G. intestinalis Portland-1 strain ATCC 30888 was grown as described previously in a medium containing 0·1 % (w/v) bovine bile and 10 % (v/v) heat-inactivated fetal calf serum (Keister, 1983; Edwards et al., 1989). Organisms were counted on a Fuchs–Rosenthal haemocytometer slide; typically this gave cell numbers of 2x106 ml–1 after 2 days growth in stoppered tubes. Viability of trophozoites was assessed by motility and of cysts by their capacity for excystation (Bingham & Meyer, 1979; Paget et al., 1998).

Harvesting.
After chilling for 20 min in an ice bucket, tubes were inverted several times to dislodge adherent organisms. After counting, cells were harvested at 1000 g (3000 r.p.m.) for 4 min at room temperature in a bench centrifuge (MSE Minor). After washing once with PBS (pH 7·4) and recentrifugation, organisms were finally resuspended in PBS and kept at 4 °C.

Analytical methods.
Absorbance and light scattering measurements (Park et al., 1997) were done in a Beckmann DV 7500 UV/visible spectrophotometer.

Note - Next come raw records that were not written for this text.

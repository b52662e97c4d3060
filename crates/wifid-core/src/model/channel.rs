// ── Channel specification ──
//
// Band / channel / bandwidth triple plus the 5 GHz block arithmetic the
// DFS sequencing needs: which 20 MHz sub-channels an operating block
// covers, whether any of them needs a channel availability check, and
// how long that check takes.

use std::fmt;
use std::time::Duration;

use serde::{Deserialize, Serialize};
use strum::{Display, EnumString};

/// Standard channel availability check time.
pub const CAC_TIME: Duration = Duration::from_secs(60);
/// CAC time for the weather-radar sub-band (ETSI, channels 120-128).
pub const WEATHER_CAC_TIME: Duration = Duration::from_secs(600);

const DFS_CHANNELS: std::ops::RangeInclusive<u16> = 52..=144;
const WEATHER_CHANNELS: std::ops::RangeInclusive<u16> = 120..=128;

#[derive(Debug, Clone, Copy, PartialEq, Eq, Hash, Serialize, Deserialize, Display, EnumString)]
pub enum Band {
    #[strum(serialize = "2.4GHz")]
    Ghz2_4,
    #[strum(serialize = "5GHz")]
    Ghz5,
    #[strum(serialize = "6GHz")]
    Ghz6,
}

#[derive(
    Debug, Clone, Copy, PartialEq, Eq, PartialOrd, Ord, Hash, Serialize, Deserialize, Display, EnumString,
)]
pub enum Bandwidth {
    #[strum(serialize = "20MHz")]
    Mhz20,
    #[strum(serialize = "40MHz")]
    Mhz40,
    #[strum(serialize = "80MHz")]
    Mhz80,
    #[strum(serialize = "160MHz")]
    Mhz160,
}

impl Bandwidth {
    pub fn mhz(self) -> u16 {
        match self {
            Self::Mhz20 => 20,
            Self::Mhz40 => 40,
            Self::Mhz80 => 80,
            Self::Mhz160 => 160,
        }
    }

    /// Number of 20 MHz sub-channels in a block of this width.
    pub fn subchannel_count(self) -> u16 {
        self.mhz() / 20
    }

    pub fn half(self) -> Option<Self> {
        match self {
            Self::Mhz20 => None,
            Self::Mhz40 => Some(Self::Mhz20),
            Self::Mhz80 => Some(Self::Mhz40),
            Self::Mhz160 => Some(Self::Mhz80),
        }
    }
}

/// Operating channel of a radio.
#[derive(Debug, Clone, Copy, PartialEq, Eq, Hash, Serialize, Deserialize)]
pub struct ChannelSpec {
    pub band: Band,
    pub channel: u16,
    pub bandwidth: Bandwidth,
}

impl ChannelSpec {
    pub fn new(band: Band, channel: u16, bandwidth: Bandwidth) -> Self {
        Self {
            band,
            channel,
            bandwidth,
        }
    }

    /// First 20 MHz channel of the operating block.
    pub fn block_start(&self) -> u16 {
        match self.band {
            // 2.4 GHz blocks overlap; the primary channel stands for the block.
            Band::Ghz2_4 => self.channel,
            Band::Ghz5 => {
                let base = if self.channel >= 149 { 149 } else { 36 };
                let span = 4 * self.bandwidth.subchannel_count();
                if self.channel < base {
                    return self.channel;
                }
                base + ((self.channel - base) / span) * span
            }
            Band::Ghz6 => {
                let span = 4 * self.bandwidth.subchannel_count();
                1 + ((self.channel.saturating_sub(1)) / span) * span
            }
        }
    }

    /// Every 20 MHz channel covered by the operating block.
    pub fn subchannels(&self) -> Vec<u16> {
        if self.band == Band::Ghz2_4 {
            return vec![self.channel];
        }
        let start = self.block_start();
        (0..self.bandwidth.subchannel_count())
            .map(|i| start + 4 * i)
            .collect()
    }

    /// Any sub-channel lies in the radar-detection range.
    pub fn is_dfs(&self) -> bool {
        self.band == Band::Ghz5 && self.subchannels().iter().any(|c| DFS_CHANNELS.contains(c))
    }

    pub fn is_weather(&self) -> bool {
        self.band == Band::Ghz5
            && self
                .subchannels()
                .iter()
                .any(|c| WEATHER_CHANNELS.contains(c))
    }

    /// Passive listening is needed before transmitting on this block.
    pub fn requires_clearing(&self) -> bool {
        self.is_dfs()
    }

    /// Time a channel availability check on this block takes.
    pub fn clear_time(&self) -> Duration {
        if !self.is_dfs() {
            Duration::ZERO
        } else if self.is_weather() {
            WEATHER_CAC_TIME
        } else {
            CAC_TIME
        }
    }

    /// Primary channel centre frequency in MHz.
    pub fn freq(&self) -> u32 {
        let ch = u32::from(self.channel);
        match self.band {
            Band::Ghz2_4 if self.channel == 14 => 2484,
            Band::Ghz2_4 => 2407 + 5 * ch,
            Band::Ghz5 => 5000 + 5 * ch,
            Band::Ghz6 => 5950 + 5 * ch,
        }
    }

    /// Centre frequency of the whole block in MHz.
    pub fn center_freq(&self) -> u32 {
        let subs = self.subchannels();
        let first = subs.first().copied().unwrap_or(self.channel);
        let last = subs.last().copied().unwrap_or(self.channel);
        let centre = Self {
            channel: (first + last) / 2,
            ..*self
        };
        centre.freq()
    }

    /// `other` covers every sub-channel of `self`.
    pub fn is_within(&self, other: &Self) -> bool {
        let outer = other.subchannels();
        self.band == other.band && self.subchannels().iter().all(|c| outer.contains(c))
    }

    /// Block a background radar chain must clear before switching from
    /// `current` to `self`.
    ///
    /// When only the bandwidth grows on the same channel and the current
    /// block is exactly one half of the target, only the other half still
    /// needs clearing; the half in use is already known to be free.
    pub fn pre_clear_block(&self, current: &Self) -> Self {
        let same_channel = current.band == self.band && current.channel == self.channel;
        if !same_channel || self.bandwidth <= current.bandwidth {
            return *self;
        }
        let Some(half) = self.bandwidth.half() else {
            return *self;
        };
        if current.bandwidth != half || !current.is_within(self) {
            return *self;
        }

        let subs = self.subchannels();
        let split = usize::from(half.subchannel_count());
        let (lower, upper) = subs.split_at(split.min(subs.len()));
        let other_half = if lower.contains(&current.channel) { upper } else { lower };
        match other_half.first() {
            Some(&channel) => Self::new(self.band, channel, half),
            None => *self,
        }
    }
}

impl fmt::Display for ChannelSpec {
    fn fmt(&self, f: &mut fmt::Formatter<'_>) -> fmt::Result {
        write!(f, "{}/{} ({})", self.channel, self.bandwidth.mhz(), self.band)
    }
}

#[cfg(test)]
mod tests {
    use super::*;

    fn ch5(channel: u16, bw: Bandwidth) -> ChannelSpec {
        ChannelSpec::new(Band::Ghz5, channel, bw)
    }

    #[test]
    fn block_start_alignment() {
        assert_eq!(ch5(44, Bandwidth::Mhz80).block_start(), 36);
        assert_eq!(ch5(116, Bandwidth::Mhz80).block_start(), 116);
        assert_eq!(ch5(124, Bandwidth::Mhz160).block_start(), 100);
        assert_eq!(ch5(157, Bandwidth::Mhz80).block_start(), 149);
        assert_eq!(ch5(104, Bandwidth::Mhz40).block_start(), 100);
    }

    #[test]
    fn subchannels_of_80mhz_block() {
        assert_eq!(ch5(108, Bandwidth::Mhz80).subchannels(), vec![100, 104, 108, 112]);
    }

    #[test]
    fn dfs_detection() {
        assert!(!ch5(36, Bandwidth::Mhz80).is_dfs());
        assert!(ch5(52, Bandwidth::Mhz20).is_dfs());
        // 36-64 at 160 MHz reaches into the DFS range.
        assert!(ch5(36, Bandwidth::Mhz160).is_dfs());
        assert!(!ChannelSpec::new(Band::Ghz2_4, 6, Bandwidth::Mhz20).is_dfs());
        assert!(!ChannelSpec::new(Band::Ghz6, 37, Bandwidth::Mhz160).is_dfs());
    }

    #[test]
    fn clear_times() {
        assert_eq!(ch5(36, Bandwidth::Mhz20).clear_time(), Duration::ZERO);
        assert_eq!(ch5(100, Bandwidth::Mhz40).clear_time(), CAC_TIME);
        assert_eq!(ch5(116, Bandwidth::Mhz80).clear_time(), WEATHER_CAC_TIME);
    }

    #[test]
    fn frequencies() {
        assert_eq!(ch5(36, Bandwidth::Mhz20).freq(), 5180);
        assert_eq!(ch5(100, Bandwidth::Mhz80).center_freq(), 5530);
        assert_eq!(ChannelSpec::new(Band::Ghz2_4, 14, Bandwidth::Mhz20).freq(), 2484);
        assert_eq!(ChannelSpec::new(Band::Ghz2_4, 6, Bandwidth::Mhz20).freq(), 2437);
    }

    #[test]
    fn pre_clear_for_new_channel_is_the_target() {
        let current = ch5(36, Bandwidth::Mhz80);
        let target = ch5(100, Bandwidth::Mhz80);
        assert_eq!(target.pre_clear_block(&current), target);
    }

    #[test]
    fn pre_clear_for_bandwidth_doubling_is_other_half() {
        let current = ch5(100, Bandwidth::Mhz40);
        let target = ch5(100, Bandwidth::Mhz80);
        assert_eq!(target.pre_clear_block(&current), ch5(108, Bandwidth::Mhz40));

        let current = ch5(60, Bandwidth::Mhz80);
        let target = ch5(60, Bandwidth::Mhz160);
        assert_eq!(target.pre_clear_block(&current), ch5(36, Bandwidth::Mhz80));
    }

    #[test]
    fn pre_clear_for_larger_jump_is_whole_block() {
        let current = ch5(100, Bandwidth::Mhz20);
        let target = ch5(100, Bandwidth::Mhz80);
        assert_eq!(target.pre_clear_block(&current), target);
    }

    #[test]
    fn pre_clear_for_bandwidth_shrink_is_target() {
        let current = ch5(100, Bandwidth::Mhz80);
        let target = ch5(100, Bandwidth::Mhz40);
        assert_eq!(target.pre_clear_block(&current), target);
    }
}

Oxygen consumption at controlled low O2 concentrations was in a stirred reaction vessel fitted with a Radiometer (Copenhagen) O2 electrode in a Hitachi 557 double-beam spectrophotometer (Degn et al., 1980) or used in an EMI single photon counting luminometer fitted with a cooled (–20 °C) low-background photomultiplier tube (Lloyd et al., 1979; Biagini et al., 2001). Gas mixtures were made using pre-purified N2; O2 and solubility tables were used to calculate dissolved O2 (Wilhelm et al., 1977). H2O2 was measured using microperoxidase (Paget et al., 1987).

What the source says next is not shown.